Recorded data

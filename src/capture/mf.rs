// Media Foundation capture backend
//
// Device enumeration via MFEnumDeviceSources, activation into an IMFMediaSource,
// and sample reading through IMFSourceReader. COM references are released by
// the `windows` crate's Drop impls, so each wrapper below releases its handle
// exactly once when it goes out of scope.

use std::ptr;
use std::slice;

use windows::core::{GUID, PWSTR};
use windows::Win32::Foundation::RPC_E_CHANGED_MODE;
use windows::Win32::Media::MediaFoundation::{
    IMFActivate, IMFAttributes, IMFMediaBuffer, IMFMediaSource, IMFSample, IMFSourceReader,
    MFCreateAttributes, MFCreateMediaType, MFCreateSourceReaderFromMediaSource,
    MFEnumDeviceSources, MFMediaType_Video, MFShutdown, MFStartup, MFVideoFormat_ARGB32,
    MFVideoFormat_RGB24, MFVideoFormat_RGB32, MF_DEVSOURCE_ATTRIBUTE_FRIENDLY_NAME,
    MF_DEVSOURCE_ATTRIBUTE_SOURCE_TYPE, MF_DEVSOURCE_ATTRIBUTE_SOURCE_TYPE_VIDCAP_GUID,
    MF_MT_DEFAULT_STRIDE, MF_MT_FRAME_SIZE, MF_MT_MAJOR_TYPE, MF_MT_SUBTYPE,
    MF_SOURCE_READER_ENABLE_VIDEO_PROCESSING, MF_SOURCE_READER_FIRST_VIDEO_STREAM, MF_VERSION,
};
use windows::Win32::System::Com::{
    CoInitializeEx, CoTaskMemFree, CoUninitialize, COINIT_MULTITHREADED,
};

use super::backend::{
    BackendError, BackendResult, CaptureBackend, MediaBuffer, MediaSample, MediaSource,
    SampleReader, VideoDevice,
};
use super::subsystem::Runtime;
use super::types::{PixelLayout, ReaderOptions, StreamFormat, VideoSubtype};

const FIRST_VIDEO_STREAM: u32 = MF_SOURCE_READER_FIRST_VIDEO_STREAM.0 as u32;

// ---------------------------------------------------------------------------
// Runtime
// ---------------------------------------------------------------------------

/// COM (multithreaded apartment) + Media Foundation platform.
#[derive(Debug, Default)]
pub struct MediaFoundationRuntime {
    /// We initialized COM on this thread and owe a CoUninitialize
    com_owned: bool,
}

impl MediaFoundationRuntime {
    fn release_com(&mut self) {
        if std::mem::take(&mut self.com_owned) {
            // SAFETY: balances the successful CoInitializeEx in startup()
            unsafe { CoUninitialize() };
        }
    }
}

impl Runtime for MediaFoundationRuntime {
    fn startup(&mut self) -> Result<(), BackendError> {
        // SAFETY: plain COM initialization for the calling thread.
        // RPC_E_CHANGED_MODE means the thread already runs in another apartment,
        // which Media Foundation tolerates; we just must not uninitialize it.
        let hr = unsafe { CoInitializeEx(None, COINIT_MULTITHREADED) };
        if hr.is_ok() {
            self.com_owned = true;
        } else if hr != RPC_E_CHANGED_MODE {
            return Err(BackendError::new(
                "CoInitializeEx",
                format!("0x{:08X}", hr.0),
            ));
        }

        // SAFETY: MFStartup has no preconditions beyond COM being usable
        if let Err(err) = unsafe { MFStartup(MF_VERSION, 0) } {
            self.release_com();
            return Err(("MFStartup", err).into());
        }
        Ok(())
    }

    fn shutdown(&mut self) {
        // SAFETY: called once per successful startup()
        if let Err(err) = unsafe { MFShutdown() } {
            tracing::warn!("MFShutdown failed: {err}");
        }
        self.release_com();
    }
}

// ---------------------------------------------------------------------------
// Device enumeration
// ---------------------------------------------------------------------------

fn create_attributes(initial_size: u32) -> BackendResult<IMFAttributes> {
    let mut attributes = None;
    // SAFETY: out-pointer to a local Option
    unsafe { MFCreateAttributes(&mut attributes, initial_size) }
        .map_err(|err| BackendError::from(("MFCreateAttributes", err)))?;
    attributes.ok_or_else(|| BackendError::new("MFCreateAttributes", "returned null"))
}

/// Media Foundation video-capture device source.
#[derive(Debug, Default)]
pub struct MediaFoundationBackend;

impl CaptureBackend for MediaFoundationBackend {
    type Device = MfDevice;

    fn enumerate_devices(&mut self) -> BackendResult<Vec<MfDevice>> {
        let attributes = create_attributes(1)?;
        // SAFETY: both GUIDs are static constants
        unsafe {
            attributes.SetGUID(
                &MF_DEVSOURCE_ATTRIBUTE_SOURCE_TYPE,
                &MF_DEVSOURCE_ATTRIBUTE_SOURCE_TYPE_VIDCAP_GUID,
            )
        }
        .map_err(|err| BackendError::from(("IMFAttributes::SetGUID", err)))?;

        let mut activates: *mut Option<IMFActivate> = ptr::null_mut();
        let mut count = 0u32;
        // SAFETY: out-pointers to locals; on success the array is ours to free
        unsafe { MFEnumDeviceSources(&attributes, &mut activates, &mut count) }
            .map_err(|err| BackendError::from(("MFEnumDeviceSources", err)))?;

        if activates.is_null() {
            return Ok(Vec::new());
        }

        // SAFETY: MFEnumDeviceSources returned `count` initialized entries.
        // Each reference is moved out with take(), so dropping the Vec releases
        // every device exactly once; the array itself goes back to CoTaskMemFree.
        let devices = unsafe {
            let list = slice::from_raw_parts_mut(activates, count as usize);
            let devices: Vec<MfDevice> = list
                .iter_mut()
                .filter_map(Option::take)
                .map(|activate| MfDevice { activate })
                .collect();
            CoTaskMemFree(Some(activates as *const _));
            devices
        };

        tracing::debug!("MFEnumDeviceSources returned {} device(s)", devices.len());
        Ok(devices)
    }
}

/// Enumerated device (IMFActivate).
pub struct MfDevice {
    activate: IMFActivate,
}

impl VideoDevice for MfDevice {
    type Source = MfSource;

    fn friendly_name(&self) -> Option<String> {
        let mut name = PWSTR::null();
        let mut len = 0u32;
        // SAFETY: on success `name` is a CoTaskMemAlloc'd, NUL-terminated string
        unsafe {
            self.activate
                .GetAllocatedString(&MF_DEVSOURCE_ATTRIBUTE_FRIENDLY_NAME, &mut name, &mut len)
                .ok()?;
            let value = name.to_string().ok();
            CoTaskMemFree(Some(name.0 as *const _));
            value
        }
    }

    fn activate(&self) -> BackendResult<MfSource> {
        // SAFETY: IMFActivate is valid for the lifetime of self
        let source: IMFMediaSource = unsafe { self.activate.ActivateObject() }
            .map_err(|err| BackendError::from(("IMFActivate::ActivateObject", err)))?;
        Ok(MfSource { source })
    }
}

/// Activated device (IMFMediaSource).
pub struct MfSource {
    source: IMFMediaSource,
}

/// Attribute store enabling the reader's video processor.
///
/// Best-effort: failures are logged and the reader is built with whatever
/// could be prepared.
fn video_processing_attributes() -> Option<IMFAttributes> {
    let attributes = match create_attributes(1) {
        Ok(attributes) => attributes,
        Err(err) => {
            tracing::warn!("reader attributes unavailable, continuing without: {err}");
            return None;
        }
    };
    // SAFETY: static GUID key, plain integer value
    if let Err(err) =
        unsafe { attributes.SetUINT32(&MF_SOURCE_READER_ENABLE_VIDEO_PROCESSING, 1) }
    {
        tracing::warn!("could not enable reader video processing: {err}");
    }
    Some(attributes)
}

impl MediaSource for MfSource {
    type Reader = MfReader;

    fn into_reader(self, options: ReaderOptions) -> BackendResult<MfReader> {
        let attributes = if options.video_processing {
            video_processing_attributes()
        } else {
            None
        };

        // SAFETY: source and attributes are live COM objects.
        // The reader holds its own reference to the source; ours drops with self.
        let reader = unsafe {
            MFCreateSourceReaderFromMediaSource(&self.source, attributes.as_ref())
        }
        .map_err(|err| BackendError::from(("MFCreateSourceReaderFromMediaSource", err)))?;

        Ok(MfReader { reader })
    }
}

// ---------------------------------------------------------------------------
// Source reader
// ---------------------------------------------------------------------------

fn subtype_guid(layout: PixelLayout) -> GUID {
    match layout {
        PixelLayout::Bgr24 => MFVideoFormat_RGB24,
        PixelLayout::Bgrx32 => MFVideoFormat_RGB32,
    }
}

fn video_subtype(guid: GUID) -> VideoSubtype {
    if guid == MFVideoFormat_RGB24 {
        VideoSubtype::Rgb24
    } else if guid == MFVideoFormat_RGB32 {
        VideoSubtype::Rgb32
    } else if guid == MFVideoFormat_ARGB32 {
        VideoSubtype::Argb32
    } else {
        VideoSubtype::Other(format!("{guid:?}"))
    }
}

/// Source reader bound to the first video stream.
pub struct MfReader {
    reader: IMFSourceReader,
}

impl SampleReader for MfReader {
    type Sample = MfSample;

    fn request_layout(&mut self, layout: PixelLayout) -> BackendResult<()> {
        // SAFETY: media type is created and configured locally before use
        unsafe {
            let media_type = MFCreateMediaType()
                .map_err(|err| BackendError::from(("MFCreateMediaType", err)))?;
            media_type
                .SetGUID(&MF_MT_MAJOR_TYPE, &MFMediaType_Video)
                .and_then(|()| media_type.SetGUID(&MF_MT_SUBTYPE, &subtype_guid(layout)))
                .map_err(|err| BackendError::from(("IMFMediaType::SetGUID", err)))?;
            self.reader
                .SetCurrentMediaType(FIRST_VIDEO_STREAM, None, &media_type)
                .map_err(|err| BackendError::from(("SetCurrentMediaType", err)))
        }
    }

    fn current_format(&mut self) -> BackendResult<StreamFormat> {
        // SAFETY: queries on a live reader and the media type it returns
        unsafe {
            let media_type = self
                .reader
                .GetCurrentMediaType(FIRST_VIDEO_STREAM)
                .map_err(|err| BackendError::from(("GetCurrentMediaType", err)))?;

            // MF_MT_FRAME_SIZE packs width in the high and height in the low 32 bits
            let size = media_type
                .GetUINT64(&MF_MT_FRAME_SIZE)
                .map_err(|err| BackendError::from(("MF_MT_FRAME_SIZE", err)))?;

            let subtype = media_type
                .GetGUID(&MF_MT_SUBTYPE)
                .map(video_subtype)
                .unwrap_or_else(|_| VideoSubtype::Other("unknown".to_owned()));

            let default_stride = media_type
                .GetUINT32(&MF_MT_DEFAULT_STRIDE)
                .ok()
                .map(|stride| stride as i32);

            Ok(StreamFormat {
                subtype,
                width: (size >> 32) as u32,
                height: size as u32,
                default_stride,
            })
        }
    }

    fn read_sample(&mut self) -> BackendResult<Option<MfSample>> {
        let mut flags = 0u32;
        let mut sample: Option<IMFSample> = None;
        // SAFETY: synchronous read with out-pointers to locals
        unsafe {
            self.reader.ReadSample(
                FIRST_VIDEO_STREAM,
                0,
                None,
                Some(&mut flags),
                None,
                Some(&mut sample),
            )
        }
        .map_err(|err| BackendError::from(("ReadSample", err)))?;

        if sample.is_none() {
            tracing::trace!("ReadSample returned no sample (flags 0x{flags:X})");
        }
        Ok(sample.map(|sample| MfSample { sample }))
    }
}

// ---------------------------------------------------------------------------
// Samples and buffers
// ---------------------------------------------------------------------------

pub struct MfSample {
    sample: IMFSample,
}

impl MediaSample for MfSample {
    type Buffer = MfBuffer;

    fn to_contiguous(&self) -> BackendResult<MfBuffer> {
        // SAFETY: sample is a live COM object
        let buffer = unsafe { self.sample.ConvertToContiguousBuffer() }
            .map_err(|err| BackendError::from(("ConvertToContiguousBuffer", err)))?;
        Ok(MfBuffer { buffer })
    }
}

pub struct MfBuffer {
    buffer: IMFMediaBuffer,
}

impl MediaBuffer for MfBuffer {
    type Guard<'a> = MfLock<'a>;

    fn lock(&mut self) -> BackendResult<MfLock<'_>> {
        let mut data: *mut u8 = ptr::null_mut();
        let mut len = 0u32;
        // SAFETY: out-pointers to locals; a successful Lock is paired with
        // exactly one Unlock in MfLock::drop
        unsafe { self.buffer.Lock(&mut data, None, Some(&mut len)) }
            .map_err(|err| BackendError::from(("IMFMediaBuffer::Lock", err)))?;

        let lock = MfLock {
            buffer: &self.buffer,
            data,
            len: len as usize,
        };
        if data.is_null() {
            return Err(BackendError::new("IMFMediaBuffer::Lock", "null data pointer"));
        }
        Ok(lock)
    }
}

/// Locked view of a media buffer; unlocks on drop.
pub struct MfLock<'a> {
    buffer: &'a IMFMediaBuffer,
    data: *mut u8,
    len: usize,
}

impl std::ops::Deref for MfLock<'_> {
    type Target = [u8];

    fn deref(&self) -> &[u8] {
        // SAFETY: Lock returned `len` valid bytes at `data`, which stay mapped
        // until Unlock in drop(); the borrow of the buffer keeps it alive
        unsafe { slice::from_raw_parts(self.data, self.len) }
    }
}

impl Drop for MfLock<'_> {
    fn drop(&mut self) {
        // SAFETY: paired with the successful Lock that created this guard
        if let Err(err) = unsafe { self.buffer.Unlock() } {
            tracing::warn!("IMFMediaBuffer::Unlock failed: {err}");
        }
    }
}
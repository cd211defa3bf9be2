// Capture module public types

/// Output pixel layouts the pipeline can consume.
///
/// Both layouts keep blue in the first byte. `Bgrx32` carries a fourth
/// byte (alpha or padding) that is dropped during normalization.
#[derive(Debug, Clone, Copy, PartialEq, Eq)]
pub enum PixelLayout {
    /// 3 bytes per pixel: B, G, R
    Bgr24,
    /// 4 bytes per pixel: B, G, R, X
    Bgrx32,
}

impl PixelLayout {
    /// Layouts requested from the device, in order of preference.
    pub const CANDIDATES: [PixelLayout; 2] = [PixelLayout::Bgr24, PixelLayout::Bgrx32];

    pub fn bytes_per_pixel(self) -> usize {
        match self {
            Self::Bgr24 => 3,
            Self::Bgrx32 => 4,
        }
    }
}

/// Video subtype reported by a stream's current media type.
#[derive(Debug, Clone, PartialEq, Eq)]
pub enum VideoSubtype {
    Rgb24,
    Rgb32,
    Argb32,
    /// Any other subtype (YUY2, NV12, MJPG, ...), kept for diagnostics
    Other(String),
}

impl VideoSubtype {
    /// Pixel layout this subtype decodes to, if it is one the pipeline handles.
    pub fn layout(&self) -> Option<PixelLayout> {
        match self {
            Self::Rgb24 => Some(PixelLayout::Bgr24),
            Self::Rgb32 | Self::Argb32 => Some(PixelLayout::Bgrx32),
            Self::Other(_) => None,
        }
    }
}

/// Format currently in effect on a reader's video stream.
#[derive(Debug, Clone, PartialEq, Eq)]
pub struct StreamFormat {
    pub subtype: VideoSubtype,
    /// Frame width (pixels)
    pub width: u32,
    /// Frame height (pixels)
    pub height: u32,
    /// Default stride in bytes when the device reports one.
    /// Negative values denote bottom-up surfaces.
    pub default_stride: Option<i32>,
}

/// Options applied when a reader is created from a device source.
#[derive(Debug, Clone, Copy, PartialEq, Eq)]
pub struct ReaderOptions {
    /// Let the runtime insert its own colorspace conversion
    pub video_processing: bool,
}

impl Default for ReaderOptions {
    fn default() -> Self {
        Self {
            video_processing: true,
        }
    }
}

● **TASK DESCRIPTION**
All lines above from the one containing "fn friendly_name(&self) ->" to the one containing "name, &mut len)" must be repeated exactly, both lines included, and no others.

● **EXERCISE RESULT**
    fn friendly_name(&self) -> Option<String> {
        let mut name = PWSTR::null();
        let mut len = 0u32;
        // SAFETY: on success `name` is a CoTaskMemAlloc'd, NUL-terminated string
        unsafe {
            self.activate
                .GetAllocatedString(&MF_DEVSOURCE_ATTRIBUTE_FRIENDLY_NAME, &mut name, &mut len)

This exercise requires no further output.